Let's assume for purposes of discussion that Shlaes is right about the economics. Is that the end of the matter? I don't think so. The next question is whether activist government was necessary to prevent something worse from happening. I'm not talking about a dictatorship. I'm simply referring to a political movement in favor of even more interventionist or redistributive policies that would have gained traction because the government was not doing enough.

The problem is that there is a forgotten man in "The Forgotten Man"—Huey P. Long. "The Kingfish" of Louisiana became a national figure in 1934 and 1935 with his "Share Our Wealth" movement, which was the organization that he intended to use for a presidential bid in 1936. (Long was assassinated in late 1935). Among other things, he wanted to establish a personal income cap through massive wealth and income taxes to pay for public works and subsidies for the poor. FDR told his aides that he "needed to steal Long's thunder" in 1935, which led to the proposal of Social Security and a much more modest wealth tax. (FDR was also responding to other protest movements—Father Coughlin and Dr. Francis Townsend come to mind).

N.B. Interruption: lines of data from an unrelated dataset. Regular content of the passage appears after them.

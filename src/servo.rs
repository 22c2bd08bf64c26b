//! Types for driving servos over a Dynamixel Protocol 2.0 bus.
//!
//! ## Communicating with a Servo
//!
//! All communication starts with a [`Bus`], which owns one open serial line
//! shared by every servo id on it:
//!
//! ```
//! # use pipette::servo::Bus;
//! # fn wrapper() -> Result<(), Box<dyn std::error::Error>> {
//! let mut bus = Bus::open_serial("/dev/ttyACM0")?;
//! # Ok(())
//! # }
//! ```
//!
//! Every exchange with a servo is a single register read or write. Each one
//! produces a [`TransactionResult`] whose [`CommStatus`] says whether the
//! exchange itself worked and whose [`DeviceError`] is whatever the servo
//! reported. Only a failed exchange is treated as a hard failure, and only
//! when the caller asks for it with [`TransactionResult::require`]:
//!
//! ```
//! # use pipette::{backend::Backend, servo::{Bus, register}};
//! # fn wrapper<B: Backend>(mut bus: Bus<B>) -> Result<(), Box<dyn std::error::Error>> {
//! let result = bus.read_register(1, register::PRESENT_POSITION).require()?;
//! println!("position: {:?}", result.value());
//! # Ok(())
//! # }
//! ```
//!
//! Higher level operations, like [`move_to`](Bus::move_to), combine several
//! transactions and decide which of them are required:
//!
//! ```
//! # use pipette::{backend::Backend, servo::{Bus, MotionRequest}};
//! # use std::time::Duration;
//! # fn wrapper<B: Backend>(mut bus: Bus<B>) -> Result<(), Box<dyn std::error::Error>> {
//! let outcome = bus.move_to(1, MotionRequest::new(2048).timeout(Duration::from_secs(2)))?;
//! if !outcome.converged {
//!     println!("stopped at {} ticks", outcome.position);
//! }
//! # Ok(())
//! # }
//! ```
//!
//! The [`routine`] module contains longer sequences built on top of a `Bus`.

mod bus;
pub mod packet;
pub mod register;
mod result;
pub mod routine;
#[cfg(test)]
pub(crate) mod sim;

pub use bus::*;
pub use register::{OperatingMode, Register, Width};
pub use result::*;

It's an intriguing argument. But as Magliocca himself notes, Long "became a national figure in 1934 and 1935." By that point, FDR had already saddled the economy with the disastrous National Industrial Recovery Act and National Recovery Administration, which a unanimous Supreme Court thankfully struck down in 1935. There's certainly no question that Long's authoritarian populism would have been far worse for the country than the New Deal, but that's hardly a ringing endorsement of FDR's misguided policies.

For more on The Forgotten Man, don't miss Nick Gillespie's classic 2008 interview with Amity Shlaes.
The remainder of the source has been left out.